● **PROBLEM DESCRIPTION**
What lines of the data below hold the string "async"? Copy each one.

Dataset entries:
::::

//! # Connection Supervisor
//!
//! Owns the single broker connection shared by the worker. The connection is
//! replaced, never repaired: on a confirmed failure the old link is discarded
//! and a new one dialed.
//!
//! Concurrent failure reports are collapsed with a non-blocking guard. The
//! first reporter probes the connection and, if it is dead, reconnects; every
//! other reporter returns [`ReconnectOutcome::AlreadyInProgress`] at once.
//!
//! [`ConnectionSupervisor::close`] is terminal. It interrupts any dial loop in
//! progress, whoever started it, before releasing the connection.

use std::sync::atomic::{AtomicU64, Ordering};
use std::sync::Arc;
use std::time::Duration;

use parking_lot::RwLock;
use tokio::sync::{watch, Mutex};
use tracing::{debug, info, warn};

use crate::messaging::{
    BrokerChannel, BrokerConnector, BrokerLink, MessagingError, MessagingResult,
};

/// What a call to [`ConnectionSupervisor::report_possible_failure`] did
#[derive(Debug, Clone, Copy, PartialEq, Eq)]
pub enum ReconnectOutcome {
    /// Another caller holds the guard and is handling it
    AlreadyInProgress,
    /// The liveness probe succeeded; the connection was kept
    ConnectionHealthy,
    /// The old connection was discarded and a new one installed
    Reconnected,
    /// The supervisor was closed; no connection was installed
    Closed,
}

/// Supervises the broker connection and its replacement
pub struct ConnectionSupervisor {
    connector: Arc<dyn BrokerConnector>,
    current: RwLock<Option<Arc<dyn BrokerLink>>>,
    reconnect_guard: Mutex<()>,
    retry_delay: Duration,
    reconnects: AtomicU64,
    closing: watch::Sender<bool>,
}

impl std::fmt::Debug for ConnectionSupervisor {
    fn fmt(&self, f: &mut std::fmt::Formatter<'_>) -> std::fmt::Result {
        f.debug_struct("ConnectionSupervisor")
            .field("endpoint", &self.connector.endpoint())
            .field("connected", &self.is_connected())
            .field("retry_delay", &self.retry_delay)
            .field("reconnects", &self.reconnect_count())
            .field("closed", &self.is_closed())
            .finish()
    }
}

impl ConnectionSupervisor {
    pub fn new(connector: Arc<dyn BrokerConnector>, retry_delay: Duration) -> Self {
        Self {
            connector,
            current: RwLock::new(None),
            reconnect_guard: Mutex::new(()),
            retry_delay,
            reconnects: AtomicU64::new(0),
            closing: watch::channel(false).0,
        }
    }

    /// Dial until a connection succeeds, then install it as current.
    ///
    /// Retries with the fixed retry delay until connected or closed. Waits
    /// for any reconnect already in progress, and closes a link that is
    /// still installed before dialing.
    pub async fn connect(&self) {
        let _guard = self.reconnect_guard.lock().await;
        self.discard().await;
        self.establish().await;
    }

    /// Called by anyone whose broker operation failed.
    ///
    /// Never blocks on the guard. The connection is only replaced when a
    /// throwaway channel cannot be opened on it.
    pub async fn report_possible_failure(&self) -> ReconnectOutcome {
        let Ok(_guard) = self.reconnect_guard.try_lock() else {
            debug!("Reconnect already in progress, ignoring failure report");
            return ReconnectOutcome::AlreadyInProgress;
        };

        let current = self.current.read().clone();
        if let Some(link) = current {
            if Self::probe(link.as_ref()).await {
                debug!("Liveness probe succeeded, keeping connection");
                return ReconnectOutcome::ConnectionHealthy;
            }
        }

        warn!(
            endpoint = %self.connector.endpoint(),
            "Broker connection unusable, reconnecting"
        );
        self.discard().await;
        if !self.establish().await {
            return ReconnectOutcome::Closed;
        }
        let total = self.reconnects.fetch_add(1, Ordering::SeqCst) + 1;
        info!(reconnects = total, "Broker connection re-established");
        ReconnectOutcome::Reconnected
    }

    /// Wait until no reconnect is in progress
    pub async fn wait_for_reconnect(&self) {
        drop(self.reconnect_guard.lock().await);
    }

    /// New channel on the current connection
    pub async fn get_channel(&self) -> MessagingResult<Box<dyn BrokerChannel>> {
        let link = self
            .current
            .read()
            .clone()
            .ok_or(MessagingError::ConnectionUnavailable)?;
        link.create_channel().await
    }

    pub fn is_connected(&self) -> bool {
        self.current
            .read()
            .as_ref()
            .is_some_and(|link| link.is_connected())
    }

    /// Completed reconnections since startup
    pub fn reconnect_count(&self) -> u64 {
        self.reconnects.load(Ordering::SeqCst)
    }

    pub fn retry_delay(&self) -> Duration {
        self.retry_delay
    }

    pub fn is_closed(&self) -> bool {
        *self.closing.borrow()
    }

    /// Release the connection on shutdown. Safe to call more than once.
    ///
    /// A dial loop running under the guard is interrupted first, so this
    /// returns even while the broker is unreachable.
    pub async fn close(&self) {
        self.closing.send_replace(true);
        let _guard = self.reconnect_guard.lock().await;
        if self.discard().await {
            info!(endpoint = %self.connector.endpoint(), "Broker connection closed");
        }
    }

    /// Dial until connected. Returns `false` when interrupted by `close`.
    async fn establish(&self) -> bool {
        let endpoint = self.connector.endpoint();
        let mut closing = self.closing.subscribe();
        let mut attempt: u64 = 0;
        loop {
            attempt += 1;
            let result = tokio::select! {
                biased;
                _ = closed(&mut closing) => None,
                result = self.connector.connect() => Some(result),
            };
            let Some(result) = result else {
                info!(
                    endpoint = %endpoint,
                    attempt = attempt,
                    "Supervisor closed, dialing stopped"
                );
                return false;
            };
            match result {
                Ok(link) => {
                    *self.current.write() = Some(link);
                    info!(endpoint = %endpoint, attempt = attempt, "Connected to broker");
                    return true;
                }
                Err(e) => {
                    warn!(
                        endpoint = %endpoint,
                        attempt = attempt,
                        retry_in_ms = self.retry_delay.as_millis() as u64,
                        error = %e,
                        "Broker connection attempt failed"
                    );
                    tokio::select! {
                        biased;
                        _ = closed(&mut closing) => {}
                        _ = tokio::time::sleep(self.retry_delay) => {}
                    }
                }
            }
        }
    }

    /// Take the current link out and close it. Returns whether one existed.
    async fn discard(&self) -> bool {
        let previous = self.current.write().take();
        match previous {
            Some(link) => {
                if let Err(e) = link.close().await {
                    debug!(error = %e, "Ignoring error while closing old connection");
                }
                true
            }
            None => false,
        }
    }

    async fn probe(link: &dyn BrokerLink) -> bool {
        match link.create_channel().await {
            Ok(channel) => {
                if let Err(e) = channel.close().await {
                    debug!(error = %e, "Probe channel close failed");
                }
                true
            }
            Err(e) => {
                debug!(error = %e, "Liveness probe failed");
                false
            }
        }
    }
}

async fn closed(closing: &mut watch::Receiver<bool>) {
    let _ = closing.wait_for(|closed| *closed).await;
}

::::

● **RESPONSE TO THE TASK**
    pub async fn connect(&self) {
    pub async fn report_possible_failure(&self) -> ReconnectOutcome {
    pub async fn wait_for_reconnect(&self) {
    pub async fn get_channel(&self) -> MessagingResult<Box<dyn BrokerChannel>> {
    pub async fn close(&self) {
    async fn establish(&self) -> bool {
    async fn discard(&self) -> bool {
    async fn probe(link: &dyn BrokerLink) -> bool {
async fn closed(closing: &mut watch::Receiver<bool>) {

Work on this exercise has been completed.